|
|
|
|
|
by uoaei
1623 days ago
|
|
You are considering only the technical aspects of the model. While of course important to understand, those are less interesting when considering potential harms than the downstream effects of the inference pipeline, particularly when it comes to interpretations of outputs. What is absolutely the worst possible MO is to offload the interpretation portion of a pipeline to a machine using proxy metrics without an exceptional model which justifies the approach unequivocally. For instance, if we put an MSE loss function on a classification NN with sigmoid outputs, and used a classification dataset, we could generate an entire zoo of "many, many very accurate models" as measured by MSE. But once your model returns outputs, how do you interpret them to predict a label for some input data? You could hack some algorithm together (eg argmax of the highest value) which is indistinguishable from the "correct" procedure but the described probabilities are so incorrect that no ML professional would be comfortable trusting anything it says, not least because of the violation of the condition that the probabilities are non-negative and sum to one.
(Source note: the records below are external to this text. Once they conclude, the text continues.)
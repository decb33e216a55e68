//! Hinting error definitions.

use super::program::Program;

/// Errors that may occur while interpreting TrueType bytecode.
#[derive(Copy, Clone, PartialEq, Eq, Debug)]
pub enum HintErrorKind {
    UnexpectedEndOfBytecode,
    UnhandledOpcode(u8),
    DefinitionInGlyphProgram,
    NestedDefinition,
    InvalidDefinition(usize),
    ValueStackOverflow,
    ValueStackUnderflow,
    CallStackOverflow,
    CallStackUnderflow,
    InvalidPointIndex(usize),
    InvalidPointRange(usize, usize),
    InvalidContourIndex(usize),
    InvalidCvtIndex(usize),
    InvalidStorageIndex(usize),
    DivideByZero,
    InvalidZoneIndex(i32),
    NegativeLoopCounter,
    InvalidJump,
    ExceededExecutionBudget,
}

impl core::fmt::Display for HintErrorKind {
    fn fmt(&self, f: &mut core::fmt::Formatter<'_>) -> core::fmt::Result {
        match self {
            Self::UnexpectedEndOfBytecode => write!(f, "unexpected end of bytecode"),
            Self::UnhandledOpcode(opcode) => write!(f, "unhandled opcode 0x{opcode:02X}"),
            Self::DefinitionInGlyphProgram => {
                write!(f, "function or instruction definition in glyph program")
            }
            Self::NestedDefinition => write!(f, "nested function or instruction definition"),
            Self::InvalidDefinition(key) => write!(f, "definition {key} not found"),
            Self::ValueStackOverflow => write!(f, "value stack overflow"),
            Self::ValueStackUnderflow => write!(f, "value stack underflow"),
            Self::CallStackOverflow => write!(f, "call stack overflow"),
            Self::CallStackUnderflow => write!(f, "call stack underflow"),
            Self::InvalidPointIndex(index) => write!(f, "point index {index} out of bounds"),
            Self::InvalidPointRange(start, end) => {
                write!(f, "point range {start}..{end} out of bounds")
            }
            Self::InvalidContourIndex(index) => write!(f, "contour index {index} out of bounds"),
            Self::InvalidCvtIndex(index) => write!(f, "cvt index {index} out of bounds"),
            Self::InvalidStorageIndex(index) => {
                write!(f, "storage index {index} out of bounds")
            }
            Self::DivideByZero => write!(f, "attempt to divide by zero"),
            Self::InvalidZoneIndex(index) => write!(f, "invalid zone index {index}"),
            Self::NegativeLoopCounter => write!(f, "negative loop counter"),
            Self::InvalidJump => write!(f, "jump target out of bounds"),
            Self::ExceededExecutionBudget => write!(f, "too many instructions executed"),
        }
    }
}

/// A hinting failure with the location where it occurred.
#[derive(Copy, Clone, Debug)]
pub struct HintError {
    pub program: Program,
    pub pc: usize,
    pub opcode: Option<u8>,
    pub kind: HintErrorKind,
}

impl core::fmt::Display for HintError {
    fn fmt(&self, f: &mut core::fmt::Formatter<'_>) -> core::fmt::Result {
        let program = match self.program {
            Program::Font => "fpgm",
            Program::ControlValue => "prep",
            Program::Glyph => "glyf",
        };
        write!(f, "{program}@{}", self.pc)?;
        if let Some(opcode) = self.opcode {
            write!(f, ":0x{opcode:02X}")?;
        }
        write!(f, ": {}", self.kind)
    }
}

impl std::error::Error for HintError {}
But being able to explain why we use MSE or cross-entropy or any other loss function and which output activations (hint: and probability distributions) they are typically associated with actually has a very deep origin in the foundations of probability theory which blows open a whole new way of thinking about statistical modelling that is not made available in any of the programs whose materials I've been exposed to. |
|
What is the "very deep origin"? What is this "new way of thinking"? And what's so wrong with using argmax to make a classifier, if I don't care about estimating probabilities and just want the answer?